Task prompt:
Would you please copy each line of the data in which the string "return" occurs?
-- Records for processing follows --
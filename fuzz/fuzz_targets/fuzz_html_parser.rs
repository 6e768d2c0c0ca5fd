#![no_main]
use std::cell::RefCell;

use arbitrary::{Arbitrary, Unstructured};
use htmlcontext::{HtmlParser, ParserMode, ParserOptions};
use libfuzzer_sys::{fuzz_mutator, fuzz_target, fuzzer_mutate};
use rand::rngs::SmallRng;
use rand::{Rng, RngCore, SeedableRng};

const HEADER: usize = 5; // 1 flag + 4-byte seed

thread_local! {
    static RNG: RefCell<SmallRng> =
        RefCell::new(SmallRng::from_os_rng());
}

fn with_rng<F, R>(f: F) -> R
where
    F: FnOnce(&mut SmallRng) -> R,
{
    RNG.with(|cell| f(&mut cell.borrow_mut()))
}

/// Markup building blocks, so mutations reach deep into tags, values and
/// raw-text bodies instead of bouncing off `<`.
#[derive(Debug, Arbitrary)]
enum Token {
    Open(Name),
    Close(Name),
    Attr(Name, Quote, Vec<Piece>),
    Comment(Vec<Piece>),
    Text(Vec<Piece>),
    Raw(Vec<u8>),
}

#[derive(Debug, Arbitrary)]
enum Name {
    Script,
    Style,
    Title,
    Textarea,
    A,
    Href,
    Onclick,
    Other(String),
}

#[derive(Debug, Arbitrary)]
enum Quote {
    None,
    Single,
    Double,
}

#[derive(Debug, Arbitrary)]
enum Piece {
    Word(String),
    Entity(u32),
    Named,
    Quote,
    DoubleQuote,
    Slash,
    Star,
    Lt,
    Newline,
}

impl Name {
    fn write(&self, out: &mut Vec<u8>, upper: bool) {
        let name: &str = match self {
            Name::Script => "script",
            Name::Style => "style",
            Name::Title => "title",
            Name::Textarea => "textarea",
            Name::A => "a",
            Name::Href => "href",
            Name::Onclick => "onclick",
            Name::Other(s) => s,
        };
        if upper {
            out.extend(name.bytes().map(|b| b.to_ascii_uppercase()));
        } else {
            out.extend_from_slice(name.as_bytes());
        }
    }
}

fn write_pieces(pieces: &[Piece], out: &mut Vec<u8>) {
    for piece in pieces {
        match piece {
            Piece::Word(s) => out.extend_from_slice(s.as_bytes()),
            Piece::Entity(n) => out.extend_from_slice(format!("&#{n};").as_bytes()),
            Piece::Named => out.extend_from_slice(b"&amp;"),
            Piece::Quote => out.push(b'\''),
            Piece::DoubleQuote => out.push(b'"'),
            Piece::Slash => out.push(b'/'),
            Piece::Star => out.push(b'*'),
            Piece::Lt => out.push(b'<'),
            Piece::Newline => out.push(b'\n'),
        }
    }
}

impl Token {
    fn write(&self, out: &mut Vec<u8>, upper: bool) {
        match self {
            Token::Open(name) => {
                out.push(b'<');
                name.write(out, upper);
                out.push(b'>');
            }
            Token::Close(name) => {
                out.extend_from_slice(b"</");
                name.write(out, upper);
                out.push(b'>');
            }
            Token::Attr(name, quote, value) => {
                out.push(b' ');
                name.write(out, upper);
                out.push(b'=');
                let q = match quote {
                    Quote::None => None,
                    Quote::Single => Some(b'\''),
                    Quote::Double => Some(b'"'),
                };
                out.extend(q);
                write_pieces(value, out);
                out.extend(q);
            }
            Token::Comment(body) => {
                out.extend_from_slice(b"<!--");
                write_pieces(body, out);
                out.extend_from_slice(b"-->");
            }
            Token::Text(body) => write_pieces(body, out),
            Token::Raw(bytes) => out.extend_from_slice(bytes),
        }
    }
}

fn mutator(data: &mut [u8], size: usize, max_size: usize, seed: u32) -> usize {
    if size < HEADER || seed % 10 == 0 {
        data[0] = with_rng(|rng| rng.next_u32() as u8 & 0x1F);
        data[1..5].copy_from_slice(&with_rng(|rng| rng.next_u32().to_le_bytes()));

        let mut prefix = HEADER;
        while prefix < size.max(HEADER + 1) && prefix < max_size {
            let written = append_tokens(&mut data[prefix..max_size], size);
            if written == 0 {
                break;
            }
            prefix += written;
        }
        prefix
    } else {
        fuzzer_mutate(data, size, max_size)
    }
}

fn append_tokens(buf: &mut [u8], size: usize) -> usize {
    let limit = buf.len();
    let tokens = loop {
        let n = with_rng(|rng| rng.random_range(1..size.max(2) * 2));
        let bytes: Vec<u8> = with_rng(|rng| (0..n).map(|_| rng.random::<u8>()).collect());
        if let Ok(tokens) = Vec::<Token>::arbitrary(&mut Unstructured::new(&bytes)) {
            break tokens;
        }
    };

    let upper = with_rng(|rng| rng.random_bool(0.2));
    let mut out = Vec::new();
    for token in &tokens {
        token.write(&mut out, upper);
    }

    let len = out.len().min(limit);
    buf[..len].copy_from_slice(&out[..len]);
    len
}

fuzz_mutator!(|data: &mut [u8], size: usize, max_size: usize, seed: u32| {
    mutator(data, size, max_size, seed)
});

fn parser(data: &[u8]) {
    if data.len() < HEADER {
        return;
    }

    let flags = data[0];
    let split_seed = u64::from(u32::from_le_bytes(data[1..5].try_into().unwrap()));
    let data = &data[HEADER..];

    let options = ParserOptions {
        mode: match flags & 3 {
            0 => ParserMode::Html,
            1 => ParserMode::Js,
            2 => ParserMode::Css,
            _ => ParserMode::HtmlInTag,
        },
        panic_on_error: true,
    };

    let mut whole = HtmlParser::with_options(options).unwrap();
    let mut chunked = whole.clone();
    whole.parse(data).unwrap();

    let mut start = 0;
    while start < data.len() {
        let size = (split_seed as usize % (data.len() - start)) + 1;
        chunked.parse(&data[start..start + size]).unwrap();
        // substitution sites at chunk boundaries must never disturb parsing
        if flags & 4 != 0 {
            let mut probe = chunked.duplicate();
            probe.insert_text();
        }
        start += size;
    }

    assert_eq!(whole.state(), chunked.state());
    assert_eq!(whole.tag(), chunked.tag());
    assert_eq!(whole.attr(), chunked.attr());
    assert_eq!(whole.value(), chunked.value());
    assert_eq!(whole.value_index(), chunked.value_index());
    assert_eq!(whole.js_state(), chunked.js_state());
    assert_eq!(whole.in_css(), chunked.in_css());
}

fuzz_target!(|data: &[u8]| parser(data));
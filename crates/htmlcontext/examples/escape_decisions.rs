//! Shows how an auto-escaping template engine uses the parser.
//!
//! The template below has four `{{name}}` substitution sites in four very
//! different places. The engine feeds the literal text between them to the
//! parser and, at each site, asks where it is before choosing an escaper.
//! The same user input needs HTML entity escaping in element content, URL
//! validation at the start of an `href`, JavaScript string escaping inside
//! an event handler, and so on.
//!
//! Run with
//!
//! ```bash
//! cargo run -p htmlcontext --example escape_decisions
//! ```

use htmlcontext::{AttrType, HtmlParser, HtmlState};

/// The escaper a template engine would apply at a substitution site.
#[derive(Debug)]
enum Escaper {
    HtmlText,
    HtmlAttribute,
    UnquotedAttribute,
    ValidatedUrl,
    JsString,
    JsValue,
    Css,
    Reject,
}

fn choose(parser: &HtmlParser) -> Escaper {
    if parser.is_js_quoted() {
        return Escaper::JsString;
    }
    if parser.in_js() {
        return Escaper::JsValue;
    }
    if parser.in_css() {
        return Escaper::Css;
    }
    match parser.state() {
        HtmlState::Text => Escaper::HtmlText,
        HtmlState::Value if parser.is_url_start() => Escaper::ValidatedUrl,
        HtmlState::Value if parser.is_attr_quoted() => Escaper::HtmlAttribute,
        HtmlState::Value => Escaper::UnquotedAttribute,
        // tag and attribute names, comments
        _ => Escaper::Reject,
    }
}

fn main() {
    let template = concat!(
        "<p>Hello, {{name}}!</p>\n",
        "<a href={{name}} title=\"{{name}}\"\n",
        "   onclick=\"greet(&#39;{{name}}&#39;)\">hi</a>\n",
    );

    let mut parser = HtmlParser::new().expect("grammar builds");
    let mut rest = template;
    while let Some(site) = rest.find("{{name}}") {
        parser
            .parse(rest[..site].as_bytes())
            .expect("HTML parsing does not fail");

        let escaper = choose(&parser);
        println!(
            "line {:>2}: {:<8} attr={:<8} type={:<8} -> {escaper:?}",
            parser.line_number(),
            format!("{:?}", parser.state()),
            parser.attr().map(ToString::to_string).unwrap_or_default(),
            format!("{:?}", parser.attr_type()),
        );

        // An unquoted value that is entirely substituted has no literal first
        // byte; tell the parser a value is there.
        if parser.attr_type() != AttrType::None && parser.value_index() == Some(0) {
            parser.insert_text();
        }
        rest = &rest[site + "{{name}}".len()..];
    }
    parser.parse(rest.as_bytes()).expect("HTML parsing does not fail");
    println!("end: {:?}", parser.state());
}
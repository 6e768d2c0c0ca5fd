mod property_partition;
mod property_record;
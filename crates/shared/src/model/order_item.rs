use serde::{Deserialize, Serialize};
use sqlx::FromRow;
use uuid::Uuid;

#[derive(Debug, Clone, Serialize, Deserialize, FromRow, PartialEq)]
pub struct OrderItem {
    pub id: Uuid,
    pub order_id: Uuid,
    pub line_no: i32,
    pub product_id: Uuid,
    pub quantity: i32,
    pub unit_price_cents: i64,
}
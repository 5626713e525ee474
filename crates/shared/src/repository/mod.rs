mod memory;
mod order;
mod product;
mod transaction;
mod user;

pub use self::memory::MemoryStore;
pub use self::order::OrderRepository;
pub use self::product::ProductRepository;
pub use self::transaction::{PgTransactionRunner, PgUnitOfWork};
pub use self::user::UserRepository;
-- Records for processing concluded --
Response to this exercise:
        return;
        return Escaper::JsString;
        return Escaper::JsValue;
        return Escaper::Css;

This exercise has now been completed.